Prunty lamented the lack of recycling infrastructure in the U.S., particularly for plastics.

Last year the county recycling program collected 813.2 tons of recycling, which included nearly 44 tons of plastic and 23.8 tons of tin (steel). But 32.2 tons of contaminated recyclables were pulled out of the recycling bins and sent to the landfill.

“Virtually all of this contamination is in the commingled plastics, steel can and aluminum can 30-yard containers,” Prunty said.

“The paper bin and cardboard bin are usually pretty darn good,” he said. “If we can’t sort properly we’ll struggle mightily to recycle.

“Our citizens want the service,” Prunty said. “Starting and stopping is the most detrimental thing you can do to a recycling program.”

The county has gone the distance to provide recycling for its residents. In 2014 the county scaled back the number of recycling sites, citing a cost of $400,000 since the recycling program began in 1998. In 2009, as the economic downturn bore down on Flathead County, the county recycling program lost more than $11,000 in just one month when commodity prices for cardboard and aluminum tanked. Prunty maintained then, as he does now, that recycling “is the right thing to do.”
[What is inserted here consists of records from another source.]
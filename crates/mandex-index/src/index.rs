//! The document index: a row/column/parent view of a [`DocumentTree`].

use std::{
    path::{Path, PathBuf},
    sync::Arc,
};

use mandex_locator::{CorpusLayout, Locator, SECTION_COUNT};
use mandex_tree::{ContentCache, DocumentTree, FsStorage, NodeId, PageContent, Storage, TreeError};
use tracing::{debug, warn};

use crate::{GridIndex, IconState};

/// Adapts a document tree to the addressing contract of a tree view.
///
/// The index owns the tree and the content cache. Every query that needs children reifies
/// on demand, so the index takes `&mut self` for anything that might touch storage.
#[derive(Debug)]
pub struct DocumentIndex<S = FsStorage> {
    /// The node hierarchy.
    tree: DocumentTree<S>,
    /// Page bodies loaded so far.
    cache: ContentCache,
}

impl DocumentIndex<FsStorage> {
    /// Creates an index over a corpus on the real filesystem.
    pub fn open(layout: CorpusLayout) -> Self {
        Self::new(DocumentTree::open(layout))
    }
}

impl<S: Storage> DocumentIndex<S> {
    /// Wraps an existing tree.
    pub fn new(tree: DocumentTree<S>) -> Self {
        Self {
            tree,
            cache: ContentCache::new(),
        }
    }

    /// Returns the underlying tree.
    pub fn tree(&self) -> &DocumentTree<S> {
        &self.tree
    }

    /// Returns the underlying tree mutably.
    pub fn tree_mut(&mut self) -> &mut DocumentTree<S> {
        &mut self.tree
    }

    /// Returns the content cache.
    pub fn cache(&self) -> &ContentCache {
        &self.cache
    }

    /// Returns the index of the child at `row` under `parent`.
    ///
    /// A `None` parent addresses the sections. Returns `None` when the row or column is
    /// out of range, or when the parent's children cannot be listed.
    pub fn index(
        &mut self,
        row: usize,
        column: usize,
        parent: Option<GridIndex>,
    ) -> Option<GridIndex> {
        if column != 0 {
            return None;
        }
        let node = match parent {
            None => self.tree.sections().nth(row)?,
            Some(parent) => match self.tree.children_of(parent.node) {
                Ok(children) => *children.get(row)?,
                Err(e) => {
                    debug!(error = %e, "no children to index");
                    return None;
                }
            },
        };
        Some(GridIndex {
            row,
            column,
            node,
        })
    }

    /// Returns the index of the node's parent, or `None` for a section.
    pub fn parent_index(&self, index: GridIndex) -> Option<GridIndex> {
        let parent = self.tree.parent_of(index.node)?;
        Some(self.grid(parent))
    }

    /// Returns the number of children under `parent`.
    ///
    /// A listing failure reads as zero; the next call tries again.
    pub fn row_count(&mut self, parent: Option<GridIndex>) -> usize {
        let Some(parent) = parent else {
            return usize::from(SECTION_COUNT);
        };
        match self.tree.children_of(parent.node) {
            Ok(children) => children.len(),
            Err(e) => {
                debug!(error = %e, "counting rows of unreadable node");
                0
            }
        }
    }

    /// Returns the number of columns, which is always one.
    pub fn column_count(&self, _parent: Option<GridIndex>) -> usize {
        1
    }

    /// Returns true if the node has at least one child.
    pub fn has_children(&mut self, index: GridIndex) -> bool {
        self.row_count(Some(index)) > 0
    }

    /// Expands or collapses a node.
    ///
    /// Nodes without children are left untouched. Returns whether the state was applied.
    pub fn set_open(&mut self, index: GridIndex, open: bool) -> bool {
        if !self.has_children(index) {
            return false;
        }
        self.tree.set_open(index.node, open);
        true
    }

    /// Returns the expanded/collapsed state of a node.
    pub fn is_open(&self, index: GridIndex) -> bool {
        self.tree.node(index.node).is_open()
    }

    /// Returns the label shown for a node.
    pub fn display(&self, index: GridIndex) -> &str {
        self.tree.node(index.node).name()
    }

    /// Returns the icon shown for a node.
    ///
    /// Pages, and folders already listed as empty, show as leaves. A folder not yet listed
    /// keeps the folder icon until something asks for its children.
    pub fn icon(&self, index: GridIndex) -> IconState {
        let node = self.tree.node(index.node);
        if node.is_page() || node.reified_children().is_some_and(<[NodeId]>::is_empty) {
            IconState::Leaf
        } else if node.is_open() {
            IconState::SectionExpanded
        } else {
            IconState::SectionCollapsed
        }
    }

    /// Returns the body of a node's document.
    ///
    /// `None` for nodes without a document, or when the document cannot be read.
    pub fn search_text(&mut self, index: GridIndex) -> Option<Arc<PageContent>> {
        let path = self.tree.document_path(index.node)?;
        match self.cache.load(self.tree.storage(), &path) {
            Ok(content) => Some(content),
            Err(e) => {
                warn!(error = %e, "page body unavailable");
                None
            }
        }
    }

    /// Resolves a locator to an index.
    pub fn index_from_locator(&mut self, locator: &Locator) -> Result<GridIndex, TreeError> {
        let resolved = self.tree.resolve_locator(locator)?;
        Ok(GridIndex {
            row: resolved.row(),
            column: 0,
            node: resolved.node,
        })
    }

    /// Resolves a document path to an index.
    ///
    /// Paths outside the corpus, or that do not name an existing document, give `None`.
    pub fn index_from_path(&mut self, path: &Path) -> Option<GridIndex> {
        if !self.tree.layout().is_corpus_document(path) {
            return None;
        }
        let locator = self.tree.layout().path_to_locator(path).ok()?;
        let index = self.index_from_locator(&locator).ok()?;
        self.tree.node(index.node).has_document().then_some(index)
    }

    /// Resolves command-line arguments to the index of a page.
    pub fn index_from_query<A: AsRef<str>>(&mut self, args: &[A]) -> Result<GridIndex, TreeError> {
        let node = self.tree.resolve_args(args)?;
        Ok(self.grid(node))
    }

    /// Returns the canonical locator of a node.
    pub fn locator_of(&self, index: GridIndex) -> Locator {
        self.tree.locator(index.node)
    }

    /// Returns the name of a node.
    pub fn page_name(&self, index: GridIndex) -> &str {
        self.display(index)
    }

    /// Returns the document file of a node, if it has one.
    pub fn page_path(&self, index: GridIndex) -> Option<PathBuf> {
        self.tree.document_path(index.node)
    }

    /// Returns the conventional `name(section)` reference, e.g. `printf(3)`.
    pub fn page_and_section(&self, index: GridIndex) -> String {
        format!(
            "{}({})",
            self.page_name(index),
            self.tree.section_of(index.node)
        )
    }

    /// Logs the already-discovered part of the tree at debug level.
    ///
    /// Never touches storage.
    pub fn dump(&self) {
        let mut stack: Vec<(NodeId, usize)> = self.tree.sections().rev().map(|s| (s, 0)).collect();
        while let Some((id, depth)) = stack.pop() {
            let node = self.tree.node(id);
            debug!(
                "{:indent$}{} [{}]",
                "",
                node.name(),
                self.icon(self.grid(id)).label(),
                indent = depth * 2
            );
            if let Some(children) = node.reified_children() {
                stack.extend(children.iter().rev().map(|child| (*child, depth + 1)));
            }
        }
    }

    /// Builds the index of a node from its position in the tree.
    pub(crate) fn grid(&self, node: NodeId) -> GridIndex {
        GridIndex {
            row: self.tree.row_of(node),
            column: 0,
            node,
        }
    }
}

#[cfg(test)]
mod tests {
    use std::fs;

    use super::*;

    fn corpus() -> tempfile::TempDir {
        let dir = tempfile::tempdir().unwrap();
        for (rel, body) in [
            ("man1/ls.md", "# ls\n"),
            ("man1/Applications/Browser.md", "# Browser\n"),
            ("man3/printf.md", "# printf\n"),
        ] {
            let path = dir.path().join(rel);
            fs::create_dir_all(path.parent().unwrap()).unwrap();
            fs::write(path, body).unwrap();
        }
        dir
    }

    #[test]
    fn top_level_has_eight_rows() {
        let dir = corpus();
        let mut index = DocumentIndex::open(CorpusLayout::new(dir.path(), "md"));
        assert_eq!(index.row_count(None), 8);
        assert_eq!(index.column_count(None), 1);
        assert!(index.index(8, 0, None).is_none());
        assert!(index.index(0, 1, None).is_none());

        let games = index.index(5, 0, None).unwrap();
        assert_eq!(index.display(games), "6 - Games");
        assert_eq!(index.parent_index(games), None);
    }

    #[test]
    fn missing_section_has_no_rows() {
        let dir = corpus();
        let mut index = DocumentIndex::open(CorpusLayout::new(dir.path(), "md"));
        let s2 = index.index(1, 0, None).unwrap();
        assert_eq!(index.row_count(Some(s2)), 0);
        assert!(index.index(0, 0, Some(s2)).is_none());
    }

    #[test]
    fn page_and_section_reference() {
        let dir = corpus();
        let mut index = DocumentIndex::open(CorpusLayout::new(dir.path(), "md"));
        let printf = index.index_from_query(&["printf"]).unwrap();
        assert_eq!(index.page_and_section(printf), "printf(3)");
        assert_eq!(index.page_name(printf), "printf");
        assert_eq!(
            index.page_path(printf),
            Some(dir.path().join("man3/printf.md"))
        );
    }

    #[test]
    fn icons_follow_open_state() {
        let dir = corpus();
        let mut index = DocumentIndex::open(CorpusLayout::new(dir.path(), "md"));
        let s1 = index.index(0, 0, None).unwrap();
        assert_eq!(index.icon(s1), IconState::SectionCollapsed);
        assert!(index.set_open(s1, true));
        assert_eq!(index.icon(s1), IconState::SectionExpanded);

        let ls = index.index_from_locator(&Locator::parse("1/ls").unwrap()).unwrap();
        assert_eq!(index.icon(ls), IconState::Leaf);
    }

    #[test]
    fn empty_subsection_is_a_leaf() {
        let dir = corpus();
        fs::create_dir_all(dir.path().join("man1/Empty")).unwrap();
        let mut index = DocumentIndex::open(CorpusLayout::new(dir.path(), "md"));

        let empty = index
            .index_from_locator(&Locator::parse("1/Empty").unwrap())
            .unwrap();
        assert!(!index.has_children(empty));
        assert!(!index.set_open(empty, true));
        assert_eq!(index.icon(empty), IconState::Leaf);

        let apps = index
            .index_from_locator(&Locator::parse("1/Applications").unwrap())
            .unwrap();
        assert!(index.has_children(apps));
        assert_eq!(index.icon(apps), IconState::SectionCollapsed);
    }

    #[test]
    fn index_from_path_requires_a_document() {
        let dir = corpus();
        let mut index = DocumentIndex::open(CorpusLayout::new(dir.path(), "md"));

        let browser = index
            .index_from_path(&dir.path().join("man1/Applications/Browser.md"))
            .unwrap();
        assert_eq!(index.locator_of(browser).to_string(), "1/Applications/Browser");

        assert!(index.index_from_path(&dir.path().join("man1/Applications.md")).is_none());
        assert!(index.index_from_path(Path::new("/elsewhere/man1/ls.md")).is_none());
        assert!(index.index_from_path(&dir.path().join("man1/ls.txt")).is_none());
    }
}
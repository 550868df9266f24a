//! Implementation of `mandex open`.

use std::process::ExitCode;

use crate::cli::{
    args::OpenCommand,
    context::CommandContext,
    output::{JsonPage, print_json, print_page},
};

/// Resolves a query and prints the page it names.
pub fn run(ctx: &mut CommandContext, cmd: &OpenCommand) -> ExitCode {
    let model = match ctx.index() {
        Ok(model) => model,
        Err(code) => return code,
    };

    let page = match model.index_from_query(&cmd.args) {
        Ok(page) => page,
        Err(e) => {
            eprintln!("error: {e}");
            return ExitCode::FAILURE;
        }
    };

    if cmd.json {
        return print_json(&JsonPage::new(model, page));
    }

    if cmd.path {
        let Some(path) = model.page_path(page) else {
            eprintln!("error: {} has no document", model.page_and_section(page));
            return ExitCode::FAILURE;
        };
        println!("{}", path.display());
        return ExitCode::SUCCESS;
    }

    print_page(model, page)
}
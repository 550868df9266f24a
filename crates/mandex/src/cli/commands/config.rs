//! Implementation of `mandex config`.

use std::process::ExitCode;

use mandex_config::{discover_config_files, format_path_for_display};
use mandex_highlight::Highlighter;

use crate::cli::{context::CommandContext, output::dim};

/// Shows the effective settings and the files they were merged from.
pub fn run(ctx: &CommandContext) -> ExitCode {
    let files = discover_config_files(&ctx.cwd);
    if files.is_empty() {
        println!("{}", dim("# built-in defaults"));
    }
    for path in &files {
        let display = format_path_for_display(path, Some(&ctx.cwd));
        println!("{}", dim(&format!("# from {display}")));
    }

    let highlighter = Highlighter::new();
    print!("{}", highlighter.highlight_toml(&ctx.config.settings_to_toml()));
    ExitCode::SUCCESS
}
//! Configuration validation.
//!
//! Validates a loaded configuration and reports warnings for potential issues.

use std::fmt;

use mandex_locator::{Locator, SectionNumber};
use walkdir::WalkDir;

use crate::{Config, ConfigError, patterns::compile_glob};

/// A non-fatal warning about the configuration.
#[derive(Debug, Clone, PartialEq, Eq)]
pub enum ConfigWarning {
    /// The corpus path does not exist.
    CorpusMissing {
        /// Path that doesn't exist.
        path: String,
    },
    /// The corpus path exists but is not a directory.
    CorpusNotDirectory {
        /// Path that is not a directory.
        path: String,
    },
    /// A section directory is missing from the corpus.
    SectionMissing {
        /// Section number.
        section: u8,
        /// Expected directory.
        path: String,
    },
    /// The corpus contains no documents with the configured extension.
    NoDocuments {
        /// Corpus path.
        path: String,
        /// Configured extension.
        extension: String,
    },
    /// The index page is not a valid locator.
    InvalidIndexPage {
        /// Configured value.
        value: String,
        /// Parse error.
        reason: String,
    },
    /// An exclude glob does not compile.
    InvalidExcludePattern {
        /// The pattern.
        pattern: String,
        /// Compile error.
        reason: String,
    },
    /// The extension is empty or contains a dot.
    InvalidExtension {
        /// Configured extension.
        extension: String,
    },
}

impl fmt::Display for ConfigWarning {
    fn fmt(&self, f: &mut fmt::Formatter<'_>) -> fmt::Result {
        match self {
            Self::CorpusMissing { path } => write!(f, "corpus path does not exist: {path}"),
            Self::CorpusNotDirectory { path } => {
                write!(f, "corpus path is not a directory: {path}")
            }
            Self::SectionMissing { section, path } => {
                write!(f, "section {section} directory is missing: {path}")
            }
            Self::NoDocuments { path, extension } => {
                write!(f, "no .{extension} documents found under {path}")
            }
            Self::InvalidIndexPage { value, reason } => {
                write!(f, "index page '{value}' is not a valid locator: {reason}")
            }
            Self::InvalidExcludePattern { pattern, reason } => {
                write!(f, "exclude pattern '{pattern}' is invalid: {reason}")
            }
            Self::InvalidExtension { extension } => {
                write!(f, "extension '{extension}' must be non-empty and contain no dot")
            }
        }
    }
}

/// Validates the configuration and returns any warnings.
pub fn validate_config(config: &Config) -> Vec<ConfigWarning> {
    let mut warnings = Vec::new();

    let extension = config.corpus.extension.strip_prefix('.').unwrap_or(&config.corpus.extension);
    let extension_ok = !extension.is_empty() && !extension.contains('.');
    if !extension_ok {
        warnings.push(ConfigWarning::InvalidExtension {
            extension: config.corpus.extension.clone(),
        });
    }

    if let Err(e) = Locator::parse(&config.corpus.index_page) {
        warnings.push(ConfigWarning::InvalidIndexPage {
            value: config.corpus.index_page.clone(),
            reason: e.to_string(),
        });
    }

    for pattern in &config.corpus.exclude {
        if let Err(e) = compile_glob(pattern) {
            let reason = match e {
                ConfigError::InvalidPattern { source, .. } => source.kind().to_string(),
                other => other.to_string(),
            };
            warnings.push(ConfigWarning::InvalidExcludePattern {
                pattern: pattern.clone(),
                reason,
            });
        }
    }

    warnings.extend(validate_corpus(config, extension_ok));
    warnings
}

/// Checks the corpus directory and its layout.
fn validate_corpus(config: &Config, extension_ok: bool) -> Vec<ConfigWarning> {
    let mut warnings = Vec::new();
    let path = &config.corpus.path;

    if !path.exists() {
        warnings.push(ConfigWarning::CorpusMissing {
            path: path.display().to_string(),
        });
        return warnings;
    }
    if !path.is_dir() {
        warnings.push(ConfigWarning::CorpusNotDirectory {
            path: path.display().to_string(),
        });
        return warnings;
    }

    let layout = config.layout();
    for section in SectionNumber::all() {
        let dir = layout.section_dir(section);
        if !dir.is_dir() {
            warnings.push(ConfigWarning::SectionMissing {
                section: section.get(),
                path: dir.display().to_string(),
            });
        }
    }

    if extension_ok && count_documents(config) == 0 {
        warnings.push(ConfigWarning::NoDocuments {
            path: path.display().to_string(),
            extension: layout.extension().to_string(),
        });
    }

    warnings
}

/// Counts document files anywhere under the corpus root.
pub fn count_documents(config: &Config) -> usize {
    let layout = config.layout();
    WalkDir::new(layout.root())
        .follow_links(true)
        .into_iter()
        .filter_map(Result::ok)
        .filter(|entry| entry.file_type().is_file())
        .filter(|entry| {
            entry
                .file_name()
                .to_str()
                .and_then(|name| layout.document_title(name))
                .is_some()
        })
        .count()
}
The WasteNot Project, a collaborative project that includes the Flathead Valley Community College Service Learning Program, the Flathead County Solid Waste District and Citizens For A Better Flathead, will be on the front line of educating both children and adults about the environmental benefits of producing less waste. Project Coordinator Allison Batch will start the program’s annual classroom presentations at area schools in mid-February.

“Definitely we’ll really be focusing on reducing and reusing plastics, since the recycling option is on hold,” Batch said. “And we’ll focus on the importance of sorting.”

WasteNot will have a presence at several local events such as Free the Seeds, Earth Day and the Kalispell MiniMaker Faire to talk about how to deal with plastics.

“This is a wake-up call to spur that behavior of buying in bulk, bringing in your own containers and buying things with recycled content,” she said. “I’m hopeful this will spur domestic investment in recycling infrastructure. The market is always a little volatile, but if we take this opportunity to invest in infrastructure here we’ll create a more stable market for recyclables.”